Me gustaría especificar que el objetivo de la crítica contemporánea de la representación debería ser doble. Primero, esta critica debería estar dirigida contra todo tipo de censura y supresión de imágenes que nos evitaría enfrentarnos con la realidad de la guerra y el terror.Este tipo de censura está, por supuesto, todavía presente. Hace un tiempo atrás ABC, una cadena de televisión estadounidense, rechazó mostrar la película Rescatando al soldado Ryan de Steven Spielberg por las escenas de “violencia gráfica” que contiene.
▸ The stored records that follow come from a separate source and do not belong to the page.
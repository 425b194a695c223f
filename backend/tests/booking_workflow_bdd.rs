//! Behaviour tests for the booking lifecycle.
//!
//! Scenarios drive the real booking workflow over the in-memory store with a
//! controllable clock, checking state transitions and the notifications each
//! transition delivers.
//
// rstest-bdd generates guard variables with double underscores, which trips
// the non_snake_case lint under -D warnings.
#![allow(non_snake_case)]

use std::sync::Arc;

use chrono::{DateTime, Duration, Utc};
use mentorship::domain::ports::{
    BookingRequest, BookingService, NotificationService, UserRepository,
};
use mentorship::domain::{
    Actor, BadgeAwards, Booking, BookingStatus, BookingWorkflow, BookingWorkflowPorts,
    DisplayName, Email, Error, ErrorCode, NotificationInbox, NotificationKind, Notifier, Password,
    PasswordHash, Role, Timezone, User, UserId,
};
use mentorship::outbound::memory::MemoryStore;
use mentorship::test_support::MutableClock;
use mockable::Clock;
use rstest::fixture;
use rstest_bdd::Slot;
use rstest_bdd_macros::{given, scenario, then, when};
use tokio::runtime::Runtime;

/// Clone-able handle to the scenario runtime.
#[derive(Clone)]
struct RuntimeHandle(Arc<Runtime>);

struct BookingWorld {
    runtime: RuntimeHandle,
    store: MemoryStore,
    clock: Arc<MutableClock>,
    workflow: BookingWorkflow,
    inbox: NotificationInbox,
    mentor: Slot<User>,
    learner: Slot<User>,
    booking: Slot<Booking>,
    last_error: Slot<Error>,
}

impl BookingWorld {
    fn new() -> Self {
        let runtime = Runtime::new().expect("create runtime");
        let store = MemoryStore::new();
        // Monday 2030-01-07 09:00 UTC.
        let clock = Arc::new(MutableClock::at(2030, 1, 7, 9));
        let shared_clock: Arc<dyn Clock> = clock.clone();
        let notifier = Notifier::new(Arc::new(store.clone()), shared_clock.clone());
        let badges = BadgeAwards::new(
            Arc::new(store.clone()),
            Arc::new(store.clone()),
            Arc::new(store.clone()),
            notifier.clone(),
            shared_clock.clone(),
        );
        let workflow = BookingWorkflow::new(BookingWorkflowPorts {
            users: Arc::new(store.clone()),
            bookings: Arc::new(store.clone()),
            availability: Arc::new(store.clone()),
            notifier,
            badges,
            clock: shared_clock,
            calendar_domain: "mentorship.test".to_owned(),
        });
        let inbox = NotificationInbox::new(Arc::new(store.clone()));
        Self {
            runtime: RuntimeHandle(Arc::new(runtime)),
            store,
            clock,
            workflow,
            inbox,
            mentor: Slot::default(),
            learner: Slot::default(),
            booking: Slot::default(),
            last_error: Slot::default(),
        }
    }

    fn block_on<F: std::future::Future>(&self, future: F) -> F::Output {
        self.runtime.0.block_on(future)
    }

    fn enrol(&self, name: &str, role: Role) -> User {
        let user = User {
            id: UserId::random(),
            email: Email::new(format!("{}@example.com", name.to_lowercase())).expect("email"),
            display_name: DisplayName::new(name).expect("display name"),
            role,
            bio: String::new(),
            timezone: Timezone::default(),
            hourly_rate_cents: (role == Role::Mentor).then_some(6000),
            is_mentor_approved: role == Role::Mentor,
            created_at: self.clock.utc(),
        };
        let hash = PasswordHash::hash(&Password::new("correct horse").expect("password"))
            .expect("hash");
        self.block_on(self.store.create(&user, &hash))
            .expect("store user");
        user
    }

    fn mentor(&self) -> Actor {
        Actor::of(&self.mentor.get().expect("mentor enrolled"))
    }

    fn learner(&self) -> Actor {
        Actor::of(&self.learner.get().expect("learner enrolled"))
    }

    fn booking_id(&self) -> uuid::Uuid {
        self.booking.get().expect("booking requested").id
    }

    fn record(&self, result: Result<Booking, Error>) {
        match result {
            Ok(booking) => self.booking.set(booking),
            Err(err) => self.last_error.set(err),
        }
    }

    fn request(&self, start: DateTime<Utc>) -> Result<Booking, Error> {
        let mentor = self.mentor.get().expect("mentor enrolled");
        let request = BookingRequest {
            mentor_id: mentor.id,
            start_utc: start,
            end_utc: start + Duration::hours(1),
            notes: Some("Ownership and borrowing".to_owned()),
            slot_id: None,
        };
        self.block_on(self.workflow.create(&self.learner(), request))
    }

    fn tomorrow(&self) -> DateTime<Utc> {
        self.clock.utc() + Duration::days(1)
    }

    fn assert_status(&self, expected: BookingStatus) {
        let id = self.booking_id();
        let stored = self
            .block_on(self.workflow.get(&self.learner(), &id))
            .expect("booking visible to learner");
        assert_eq!(stored.status, expected);
    }

    fn assert_notified(&self, user: &User, kind: NotificationKind) {
        let page = self
            .block_on(self.inbox.list(&user.id, false, None, 50))
            .expect("inbox");
        let booking_id = self.booking_id().to_string();
        let found = page.data.iter().any(|n| {
            n.kind == kind
                && n.payload.get("bookingId").and_then(|v| v.as_str()) == Some(booking_id.as_str())
        });
        assert!(found, "expected a {kind:?} notification for {}", user.display_name);
    }

    fn assert_error(&self, code: ErrorCode) {
        let err = self.last_error.get().expect("an error was recorded");
        assert_eq!(err.code(), code, "unexpected error: {}", err.message());
    }
}

#[fixture]
fn world() -> BookingWorld {
    BookingWorld::new()
}

// -----------------------------------------------------------------------------
// Given Steps
// -----------------------------------------------------------------------------

#[given("an approved mentor and a learner")]
fn an_approved_mentor_and_a_learner(world: &BookingWorld) {
    world.mentor.set(world.enrol("Grace", Role::Mentor));
    world.learner.set(world.enrol("Ada", Role::Learner));
}

// -----------------------------------------------------------------------------
// When Steps
// -----------------------------------------------------------------------------

#[when("the learner requests a session tomorrow")]
fn the_learner_requests_a_session_tomorrow(world: &BookingWorld) {
    let booking = world.request(world.tomorrow()).expect("booking request");
    world.booking.set(booking);
}

#[when("the learner requests the same session again")]
fn the_learner_requests_the_same_session_again(world: &BookingWorld) {
    let start = world.booking.get().expect("first booking").start_utc;
    if let Err(err) = world.request(start) {
        world.last_error.set(err);
    }
}

#[when("the mentor confirms the booking")]
fn the_mentor_confirms_the_booking(world: &BookingWorld) {
    let id = world.booking_id();
    world.record(world.block_on(world.workflow.confirm(&world.mentor(), &id)));
}

#[when("the session end passes")]
fn the_session_end_passes(world: &BookingWorld) {
    let end = world.booking.get().expect("booking").end_utc;
    world.clock.set(end + Duration::minutes(5));
}

#[when("the mentor completes the booking")]
fn the_mentor_completes_the_booking(world: &BookingWorld) {
    let id = world.booking_id();
    world.record(world.block_on(world.workflow.complete(
        &world.mentor(),
        &id,
        Some("Covered lifetimes".to_owned()),
    )));
}

#[when("the learner rates the session five stars")]
fn the_learner_rates_the_session_five_stars(world: &BookingWorld) {
    let id = world.booking_id();
    world.record(world.block_on(world.workflow.feedback(
        &world.learner(),
        &id,
        5,
        Some("Clear and patient".to_owned()),
    )));
}

// -----------------------------------------------------------------------------
// Then Steps
// -----------------------------------------------------------------------------

#[then("the booking is pending")]
fn the_booking_is_pending(world: &BookingWorld) {
    world.assert_status(BookingStatus::Pending);
}

#[then("the booking is confirmed")]
fn the_booking_is_confirmed(world: &BookingWorld) {
    world.assert_status(BookingStatus::Confirmed);
}

#[then("the mentor has a booking request notification")]
fn the_mentor_has_a_booking_request_notification(world: &BookingWorld) {
    let mentor = world.mentor.get().expect("mentor");
    world.assert_notified(&mentor, NotificationKind::BookingRequest);
}

#[then("the learner has a booking confirmed notification")]
fn the_learner_has_a_booking_confirmed_notification(world: &BookingWorld) {
    let learner = world.learner.get().expect("learner");
    world.assert_notified(&learner, NotificationKind::BookingConfirmed);
}

#[then("the mentor has a feedback received notification")]
fn the_mentor_has_a_feedback_received_notification(world: &BookingWorld) {
    let mentor = world.mentor.get().expect("mentor");
    world.assert_notified(&mentor, NotificationKind::FeedbackReceived);
}

#[then("the second request is rejected as a conflict")]
fn the_second_request_is_rejected_as_a_conflict(world: &BookingWorld) {
    world.assert_error(ErrorCode::Conflict);
}

#[then("the completion is rejected as invalid")]
fn the_completion_is_rejected_as_invalid(world: &BookingWorld) {
    world.assert_error(ErrorCode::InvalidRequest);
    world.assert_status(BookingStatus::Confirmed);
}

#[then("the booking is completed with a five star rating")]
fn the_booking_is_completed_with_a_five_star_rating(world: &BookingWorld) {
    world.assert_status(BookingStatus::Completed);
    let booking = world.booking.get().expect("booking");
    assert_eq!(booking.learner_rating, Some(5));
    assert_eq!(booking.session_notes.as_deref(), Some("Covered lifetimes"));
}

// -----------------------------------------------------------------------------
// Scenario Bindings
// -----------------------------------------------------------------------------

#[scenario(
    path = "tests/features/booking_workflow.feature",
    name = "A mentor confirms a requested session"
)]
fn a_mentor_confirms_a_requested_session(world: BookingWorld) {
    let _ = world;
}

#[scenario(
    path = "tests/features/booking_workflow.feature",
    name = "Overlapping requests are rejected"
)]
fn overlapping_requests_are_rejected(world: BookingWorld) {
    let _ = world;
}

#[scenario(
    path = "tests/features/booking_workflow.feature",
    name = "A finished session is completed and rated"
)]
fn a_finished_session_is_completed_and_rated(world: BookingWorld) {
    let _ = world;
}

#[scenario(
    path = "tests/features/booking_workflow.feature",
    name = "Sessions cannot be completed before they end"
)]
fn sessions_cannot_be_completed_before_they_end(world: BookingWorld) {
    let _ = world;
}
Este tipo de censura se legitima a sí misma como defensa de los “valores morales” y de los “derechos de la familia”, pero puede ser aplicada a la cobertura de las guerras que tienen lugar hoy en día y sanar su representación en los medios. Pero al mismo tiempo requerimos de una critica que analice el uso de estas imágenes de violencia como nuevos icono de lo sublime político y de la competencia simbólica del potlach en la producción de estos iconos. Me parece que el contexto del arte es espacialmente apropiado para este segundo tipo de critica. El mundo del arte parece ser muy pequeño, cerrado e incluso irrelevante comparado con el poder del mercado de los medios actuales. Pero la diversidad de imágenes que están en circulación en los medios es bastante limitada comparada con la diversidad del arte contemporáneo. Para ser efectivas, propagadas y explotadas en los medios de comunicación y comerciales masivos, las imágenes necesitan ser fácilmente reconocibles por la mayoría de la audiencia objetiva, lo que hace que los medios de masas sean extremadamente tautológicos. Esta variedad de imágenes circulando de los medios de comunicaciones es, por lo tanto, bastamente más limitada que el rango de imágenes conservada en los museos de arte contemporáneo, producida por artistas contemporáneos. Incluso las imágenes terroríficas de lo sublime político son sólo imágenes entre muchas otras imágenes; no son menos, pero tampoco más. De hecho, ya la vanguardia clásica ha abierto un campo infinito de formas pictóricas posibles, las cuales están alineadas al otro lado de los que son los derechos de igualdad.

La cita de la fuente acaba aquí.